[[ DATA FOR THIS EXERCISE, beginning ]]

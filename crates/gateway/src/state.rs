use std::sync::Arc;

use tg_auth::{LoginService, TokenIssuer};
use tg_domain::config::Config;
use tg_mcp_client::ToolBackend;
use tg_rbac::RbacEngine;
use tg_store::GatewayStore;

use crate::runtime::discovery::DiscoveryService;
use crate::runtime::health::HealthMonitor;

/// Shared application state passed to all API handlers.
///
/// Everything here is a process-wide singleton built once at startup and
/// injected into handlers; nothing reaches for globals.
#[derive(Clone)]
pub struct AppState {
    pub config: Arc<Config>,

    // ── Persistence & authorization ──────────────────────────────────
    pub store: Arc<GatewayStore>,
    pub rbac: Arc<RbacEngine>,

    // ── Auth surface ─────────────────────────────────────────────────
    pub tokens: Arc<TokenIssuer>,
    pub login: Arc<LoginService>,

    // ── Backends ─────────────────────────────────────────────────────
    /// Connection manager behind the mockable [`ToolBackend`] seam.
    pub backend: Arc<dyn ToolBackend>,
    pub health: Arc<HealthMonitor>,
    pub discovery: Arc<DiscoveryService>,
}
// ━━━━━━━━━━━━━━━━━━━━━━━━━━━━━━━━━━━━━━━━━━━━━━━━━━━━━━━━━━━━━━━━━━
// On-disk document
// ━━━━━━━━━━━━━━━━━━━━━━━━━━━━━━━━━━━━━━━━━━━━━━━━━━━━━━━━━━━━━━━━━━

#[derive(Debug, Default, Serialize, Deserialize)]
struct StoreData {
    #[serde(default)]
    users: HashMap<String, UserRecord>,
    #[serde(default)]
    roles: HashMap<String, RoleRecord>,
    #[serde(default)]
    grants: Vec<ToolGrant>,
    #[serde(default)]
    servers: HashMap<String, BackendServer>,
    #[serde(default)]
    oauth_providers: HashMap<String, OAuthProviderRecord>,
    #[serde(default)]
    group_mappings: Vec<GroupMapping>,
    #[serde(default)]
    tool_oauth: Vec<ToolOAuthAssociation>,
}

// ━━━━━━━━━━━━━━━━━━━━━━━━━━━━━━━━━━━━━━━━━━━━━━━━━━━━━━━━━━━━━━━━━━
// GatewayStore
// ━━━━━━━━━━━━━━━━━━━━━━━━━━━━━━━━━━━━━━━━━━━━━━━━━━━━━━━━━━━━━━━━━━

/// The gateway's durable store. See the crate docs for the contract.
pub struct GatewayStore {
    path: PathBuf,
    data: RwLock<StoreData>,
    dirty: AtomicBool,
}
//! `tg-store` — the gateway's persistent store adapter.
//!
//! Every durable entity (users, roles, role/tool grants, backend servers,
//! OAuth providers, group→role mappings, tool↔OAuth associations) lives
//! behind [`GatewayStore`]. The API is synchronous CRUD plus the handful of
//! targeted bulk queries the RBAC engine and discovery service need; no
//! business logic lives here.
//!
//! The backing engine is a single JSON document under the state directory,
//! guarded by a `parking_lot::RwLock` with a dirty-flag flush. Swapping
//! engines means reimplementing this crate behind the same API.

pub mod model;
pub mod store;

pub use model::{
    BackendServer, GroupMapping, OAuthProviderRecord, RoleRecord, ToolGrant,
    ToolOAuthAssociation, UserRecord,
};
pub use store::{GatewayStore, StoreError, StoreResult};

[[ DATA FOR THIS EXERCISE, end ]]

### ACTIVITY
All of the data needs to be reproduced exactly, with no line missing.

### ANSWER SPACE
filename crates/gateway/src/state.rs
use std::sync::Arc;

use tg_auth::{LoginService, TokenIssuer};
use tg_domain::config::Config;
use tg_mcp_client::ToolBackend;
use tg_rbac::RbacEngine;
use tg_store::GatewayStore;

use crate::runtime::discovery::DiscoveryService;
use crate::runtime::health::HealthMonitor;

/// Shared application state passed to all API handlers.
///
/// Everything here is a process-wide singleton built once at startup and
/// injected into handlers; nothing reaches for globals.
#[derive(Clone)]
pub struct AppState {
    pub config: Arc<Config>,

    // ── Persistence & authorization ──────────────────────────────────
    pub store: Arc<GatewayStore>,
    pub rbac: Arc<RbacEngine>,

    // ── Auth surface ─────────────────────────────────────────────────
    pub tokens: Arc<TokenIssuer>,
    pub login: Arc<LoginService>,

    // ── Backends ─────────────────────────────────────────────────────
    /// Connection manager behind the mockable [`ToolBackend`] seam.
    pub backend: Arc<dyn ToolBackend>,
    pub health: Arc<HealthMonitor>,
    pub discovery: Arc<DiscoveryService>,
}
// ━━━━━━━━━━━━━━━━━━━━━━━━━━━━━━━━━━━━━━━━━━━━━━━━━━━━━━━━━━━━━━━━━━
// On-disk document
// ━━━━━━━━━━━━━━━━━━━━━━━━━━━━━━━━━━━━━━━━━━━━━━━━━━━━━━━━━━━━━━━━━━

#[derive(Debug, Default, Serialize, Deserialize)]
struct StoreData {
    #[serde(default)]
    users: HashMap<String, UserRecord>,
    #[serde(default)]
    roles: HashMap<String, RoleRecord>,
    #[serde(default)]
    grants: Vec<ToolGrant>,
    #[serde(default)]
    servers: HashMap<String, BackendServer>,
    #[serde(default)]
    oauth_providers: HashMap<String, OAuthProviderRecord>,
    #[serde(default)]
    group_mappings: Vec<GroupMapping>,
    #[serde(default)]
    tool_oauth: Vec<ToolOAuthAssociation>,
}

// ━━━━━━━━━━━━━━━━━━━━━━━━━━━━━━━━━━━━━━━━━━━━━━━━━━━━━━━━━━━━━━━━━━
// GatewayStore
// ━━━━━━━━━━━━━━━━━━━━━━━━━━━━━━━━━━━━━━━━━━━━━━━━━━━━━━━━━━━━━━━━━━

/// The gateway's durable store. See the crate docs for the contract.
pub struct GatewayStore {
    path: PathBuf,
    data: RwLock<StoreData>,
    dirty: AtomicBool,
}
//! `tg-store` — the gateway's persistent store adapter.
//!
//! Every durable entity (users, roles, role/tool grants, backend servers,
//! OAuth providers, group→role mappings, tool↔OAuth associations) lives
//! behind [`GatewayStore`]. The API is synchronous CRUD plus the handful of
//! targeted bulk queries the RBAC engine and discovery service need; no
//! business logic lives here.
//!
//! The backing engine is a single JSON document under the state directory,
//! guarded by a `parking_lot::RwLock` with a dirty-flag flush. Swapping
//! engines means reimplementing this crate behind the same API.

pub mod model;
pub mod store;

pub use model::{
    BackendServer, GroupMapping, OAuthProviderRecord, RoleRecord, ToolGrant,
    ToolOAuthAssociation, UserRecord,
};
pub use store::{GatewayStore, StoreError, StoreResult};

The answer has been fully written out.